[Extracted entries Boundary: Start]

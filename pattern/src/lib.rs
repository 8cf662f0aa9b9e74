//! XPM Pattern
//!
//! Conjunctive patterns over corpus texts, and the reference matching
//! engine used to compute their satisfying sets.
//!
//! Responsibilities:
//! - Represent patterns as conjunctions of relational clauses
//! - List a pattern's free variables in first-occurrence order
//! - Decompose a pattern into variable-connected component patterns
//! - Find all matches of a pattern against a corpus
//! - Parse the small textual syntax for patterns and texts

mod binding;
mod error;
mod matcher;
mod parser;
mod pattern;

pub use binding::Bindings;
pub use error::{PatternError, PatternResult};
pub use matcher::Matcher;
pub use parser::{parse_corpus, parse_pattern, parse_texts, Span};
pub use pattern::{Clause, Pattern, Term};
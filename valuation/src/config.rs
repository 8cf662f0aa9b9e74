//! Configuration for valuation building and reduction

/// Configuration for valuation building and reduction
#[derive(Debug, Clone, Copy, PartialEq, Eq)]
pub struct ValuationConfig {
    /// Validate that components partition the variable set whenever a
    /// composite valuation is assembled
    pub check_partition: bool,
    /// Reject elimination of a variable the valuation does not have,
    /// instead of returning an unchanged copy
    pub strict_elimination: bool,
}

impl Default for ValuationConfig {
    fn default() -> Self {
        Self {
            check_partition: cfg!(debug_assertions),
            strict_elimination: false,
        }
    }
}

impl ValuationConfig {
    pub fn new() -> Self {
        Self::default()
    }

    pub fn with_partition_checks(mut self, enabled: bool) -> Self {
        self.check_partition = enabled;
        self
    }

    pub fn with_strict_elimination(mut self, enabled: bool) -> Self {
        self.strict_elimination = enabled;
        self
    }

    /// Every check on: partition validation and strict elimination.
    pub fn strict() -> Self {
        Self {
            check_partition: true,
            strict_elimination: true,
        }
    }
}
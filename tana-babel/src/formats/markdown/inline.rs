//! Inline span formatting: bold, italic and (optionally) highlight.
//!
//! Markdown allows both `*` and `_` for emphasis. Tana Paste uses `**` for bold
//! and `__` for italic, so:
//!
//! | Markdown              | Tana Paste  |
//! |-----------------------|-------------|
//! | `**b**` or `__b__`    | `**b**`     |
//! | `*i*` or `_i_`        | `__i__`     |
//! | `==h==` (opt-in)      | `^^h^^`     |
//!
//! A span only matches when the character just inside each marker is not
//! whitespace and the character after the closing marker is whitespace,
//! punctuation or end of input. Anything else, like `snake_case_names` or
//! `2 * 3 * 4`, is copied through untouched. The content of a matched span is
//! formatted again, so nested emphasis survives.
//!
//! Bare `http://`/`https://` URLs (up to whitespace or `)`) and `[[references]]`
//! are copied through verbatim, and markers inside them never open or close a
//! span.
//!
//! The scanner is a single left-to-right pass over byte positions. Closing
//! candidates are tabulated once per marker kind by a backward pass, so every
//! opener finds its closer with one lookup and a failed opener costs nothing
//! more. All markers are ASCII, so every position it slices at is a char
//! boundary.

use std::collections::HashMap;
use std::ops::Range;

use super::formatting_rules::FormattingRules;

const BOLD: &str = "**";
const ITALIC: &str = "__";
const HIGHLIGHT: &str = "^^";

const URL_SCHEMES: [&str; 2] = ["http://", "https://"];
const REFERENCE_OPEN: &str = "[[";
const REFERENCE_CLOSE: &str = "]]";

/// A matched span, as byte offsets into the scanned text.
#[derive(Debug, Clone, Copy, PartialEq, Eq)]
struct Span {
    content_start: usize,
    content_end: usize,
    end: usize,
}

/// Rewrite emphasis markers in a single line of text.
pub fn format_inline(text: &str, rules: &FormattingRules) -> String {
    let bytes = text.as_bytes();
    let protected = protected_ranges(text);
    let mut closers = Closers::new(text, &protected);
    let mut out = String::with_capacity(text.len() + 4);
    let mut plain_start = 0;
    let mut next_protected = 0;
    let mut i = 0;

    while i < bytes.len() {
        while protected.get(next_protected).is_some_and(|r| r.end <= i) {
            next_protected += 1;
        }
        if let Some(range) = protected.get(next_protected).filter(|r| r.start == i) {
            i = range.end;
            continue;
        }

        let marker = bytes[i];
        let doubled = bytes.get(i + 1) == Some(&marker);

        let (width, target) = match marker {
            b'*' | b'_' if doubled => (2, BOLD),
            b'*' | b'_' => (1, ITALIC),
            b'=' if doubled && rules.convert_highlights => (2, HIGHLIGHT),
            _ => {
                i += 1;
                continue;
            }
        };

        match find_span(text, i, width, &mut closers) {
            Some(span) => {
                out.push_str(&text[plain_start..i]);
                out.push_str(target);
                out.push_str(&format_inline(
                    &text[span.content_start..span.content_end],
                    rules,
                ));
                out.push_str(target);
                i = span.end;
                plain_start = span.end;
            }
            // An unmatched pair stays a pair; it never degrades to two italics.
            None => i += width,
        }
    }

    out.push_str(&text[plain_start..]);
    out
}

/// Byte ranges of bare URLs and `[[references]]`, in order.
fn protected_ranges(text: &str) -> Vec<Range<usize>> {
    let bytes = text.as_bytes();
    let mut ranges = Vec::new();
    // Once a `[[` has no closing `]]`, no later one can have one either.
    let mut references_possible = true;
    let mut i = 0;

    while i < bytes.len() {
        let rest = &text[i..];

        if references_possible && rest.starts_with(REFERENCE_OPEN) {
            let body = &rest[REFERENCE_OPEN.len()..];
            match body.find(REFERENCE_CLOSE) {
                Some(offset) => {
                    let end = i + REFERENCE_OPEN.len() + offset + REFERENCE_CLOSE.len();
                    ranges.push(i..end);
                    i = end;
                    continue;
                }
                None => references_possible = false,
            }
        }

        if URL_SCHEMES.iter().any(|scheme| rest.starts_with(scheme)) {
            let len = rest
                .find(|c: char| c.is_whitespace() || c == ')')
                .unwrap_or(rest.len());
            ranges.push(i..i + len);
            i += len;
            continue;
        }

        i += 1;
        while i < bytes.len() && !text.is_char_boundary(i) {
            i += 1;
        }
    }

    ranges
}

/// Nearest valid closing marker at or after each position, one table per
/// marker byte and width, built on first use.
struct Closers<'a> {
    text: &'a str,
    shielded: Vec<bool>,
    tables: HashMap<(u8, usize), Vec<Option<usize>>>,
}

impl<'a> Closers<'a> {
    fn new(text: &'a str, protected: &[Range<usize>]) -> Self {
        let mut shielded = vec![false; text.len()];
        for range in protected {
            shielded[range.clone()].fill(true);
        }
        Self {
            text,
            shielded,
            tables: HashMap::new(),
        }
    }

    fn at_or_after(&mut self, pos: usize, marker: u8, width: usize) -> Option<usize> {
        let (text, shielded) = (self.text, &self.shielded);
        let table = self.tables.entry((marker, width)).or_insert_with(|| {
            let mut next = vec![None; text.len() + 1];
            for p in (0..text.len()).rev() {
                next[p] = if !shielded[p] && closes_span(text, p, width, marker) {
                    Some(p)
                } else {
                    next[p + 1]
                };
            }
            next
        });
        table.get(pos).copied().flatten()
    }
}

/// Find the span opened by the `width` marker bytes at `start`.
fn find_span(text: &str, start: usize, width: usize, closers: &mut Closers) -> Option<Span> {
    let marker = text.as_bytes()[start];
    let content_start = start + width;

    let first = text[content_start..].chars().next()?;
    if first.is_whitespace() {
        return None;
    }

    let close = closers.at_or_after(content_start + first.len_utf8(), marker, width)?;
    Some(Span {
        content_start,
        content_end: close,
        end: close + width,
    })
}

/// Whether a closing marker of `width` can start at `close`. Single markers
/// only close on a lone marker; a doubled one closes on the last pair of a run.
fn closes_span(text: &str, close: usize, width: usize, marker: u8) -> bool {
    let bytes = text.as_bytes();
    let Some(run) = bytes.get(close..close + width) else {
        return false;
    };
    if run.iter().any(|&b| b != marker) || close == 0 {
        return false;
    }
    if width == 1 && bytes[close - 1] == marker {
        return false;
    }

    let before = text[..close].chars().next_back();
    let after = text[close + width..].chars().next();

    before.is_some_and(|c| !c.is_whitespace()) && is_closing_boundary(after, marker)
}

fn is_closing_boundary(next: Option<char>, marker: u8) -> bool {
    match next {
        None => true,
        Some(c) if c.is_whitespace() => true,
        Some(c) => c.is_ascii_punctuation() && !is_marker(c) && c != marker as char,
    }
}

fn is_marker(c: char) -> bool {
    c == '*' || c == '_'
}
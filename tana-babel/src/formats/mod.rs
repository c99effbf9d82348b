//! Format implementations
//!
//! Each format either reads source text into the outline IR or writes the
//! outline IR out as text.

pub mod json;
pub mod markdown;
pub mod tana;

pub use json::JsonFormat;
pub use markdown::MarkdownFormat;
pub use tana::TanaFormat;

[Extracted entries Boundary: End]

From the entries above, print the lines beginning at the one with "fn is_closing_boundary(next: Option<char>, marker: u8)" and stopping after the one with "or writes the", exactly as written and with nothing else.

fn is_closing_boundary(next: Option<char>, marker: u8) -> bool {
    match next {
        None => true,
        Some(c) if c.is_whitespace() => true,
        Some(c) => c.is_ascii_punctuation() && !is_marker(c) && c != marker as char,
    }
}

fn is_marker(c: char) -> bool {
    c == '*' || c == '_'
}
filename tana-babel/src/formats/mod.rs
repository c99effbf9d82348b
//! Format implementations
//!
//! Each format either reads source text into the outline IR or writes the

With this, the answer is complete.